In rare disorders the process of translation from laboratory observation to effective drugs require particular expertises. Besides a thorough understanding of human pharmacology, investigators will need to be trained in use of preclinical model systems, the development of quantitative indices of drug mechanism and response, the use and interpretation of genomic, lipidomic and proteomic information, the physiology of evoked phenotypes, novel biomarkers, and the use of bioinformatics to harvest and integrate preclinical and clinical information relevant to drug response. In this application we propose a new educational experience to integrate elements of disciplines previously segregated within basic science and clinical medicine. The translational space imposed on the process of drug development is defined as stretching from Proof of Concept (PoC) in cells and model systems to completion of studies of drug mechanism and variability of response that afford a basis for individualized dose selection. An effective translation from bench to bedside requires not only a close networking between basic scientists and clinicians but also the need to address ethical and regulatory issues. These last include pre-clinical and early-phase clinical development, biomarker validation, study design and management, data analysis, regulatory submission and research governance.

It has recently been discovered that the innate immune system can recognize key molecular signatures borne by pathogens called pathogen-associated molecular patterns (PAMPs). Receptors that recognize these PAMPs, referred to as pathogen-recognition receptors (PRRs), play a key role in eliciting inflammation. More recently it has been shown that damage associated molecular pattern molecules (DAMPs) present on molecules released during cell damage can also be recognized by macrophages and other cells of the immune system. There is now a large and growing body of evidence that DAMPs recruit inflammatory cells and mediate signals between lymphocytes, dendritic cells and macrophages. The study of PAMP- and DAMP-mediated innate immunity activation represents a new and very promising frontier in research related to the pathogenesis of chronic inflammation.

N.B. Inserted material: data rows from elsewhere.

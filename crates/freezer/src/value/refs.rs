//! Identity of shared values

use super::Value;

/// The identity of a value as seen by the encoder's seen table.
///
/// Basic values are keyed by content, everything shared by reference by
/// its address, so two structurally equal arrays are distinct while two
/// equal strings are the same entry.
#[derive(Debug, Clone, PartialEq, Eq, Hash)]
pub enum Identity {
    /// Integer by value
    Int(i64),
    /// Float by bit pattern
    Float(u64),
    /// String by content
    String(super::StringValue),
    /// Type by structure
    Type(super::TypeExpr),
    /// Array, mapping, multiset, object or program by address
    Shared(usize),
    /// Bound function: object address plus reference number
    Member(usize, usize),
}

impl Identity {
    /// Identity of `value`.
    pub fn of(value: &Value) -> Self {
        match value {
            Value::Int(n) => Identity::Int(*n),
            Value::Float(f) => Identity::Float(f.to_bits()),
            Value::String(s) => Identity::String(s.clone()),
            Value::Type(t) => Identity::Type(t.clone()),
            Value::Array(a) => Identity::Shared(address(a)),
            Value::Mapping(m) => Identity::Shared(address(m)),
            Value::Multiset(m) => Identity::Shared(address(m)),
            Value::Object(o) => Identity::Shared(o.identity()),
            Value::Program(p) => Identity::Shared(p.identity()),
            Value::Function(f) => f.identity(),
        }
    }
}

pub(crate) fn address<T>(rc: &std::rc::Rc<T>) -> usize {
    std::rc::Rc::as_ptr(rc) as *const () as usize
}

The recognition of the role that PAMPs, DAMPs and their receptors play in inflammation could lead to the identification of drugs that can selectively target and/or modulate the activity of the innate immune system.
Go to event II

Many rheumatic disorders, such as rheumatoid arthritis, are considered secondary to an abnormal, Th1 skewed, response. Others, such as systemic lupus erythematosus, are characterized by an abnormal B cell response. Recently, however, strong evidence has emerged pointing to an important role of B cells also in the pathogenesis of other diseases, such as rheumatoid arthritis. Finally, a major advance in recent years has been the identification of physiological regulatory mechanisms within the cellular immune response. Several types of regulatory T cells suppressing the function of other T cells have been identified, and there is growing evidence of the role that these mechanisms play in the pathogenesis of autoimmune diseases. In particular, in juvenile idiopathic arthritis there is evidence that endogenous heat shock proteins may elicit specific regulatory T cells. Moreover, mesenchymal stem cells have been shown to be able to exert important immunomodulatory effects. All these finding open new avenues of therapeutic possibilities that can exploit the physiologic regulatory mechanisms that operate within the immune system.

Over the last decade biological therapies have represented a major advancement in the treatment of rheumatic diseases. Despite this progress, however, several problems remain. At the same time, breakthroughs in basic and applied research are yielding a myriad of new potential targets for therapies.

The final conference in the TRiPR series of events - Biological Agents and Emerging Treatments in the Management of Rheumatic Diseases - will address the treatment of both adult and childhood rheumatic diseases with the purpose of reviewing and discussing the progress that has been achieved thus far, the unmet needs that are still faced, and the potential new treatments that the future holds in store. A final session will be devoted to strategies to improve methodologies of translational research on and clinical development in common, as well as rare, forms of rheumatic disorders.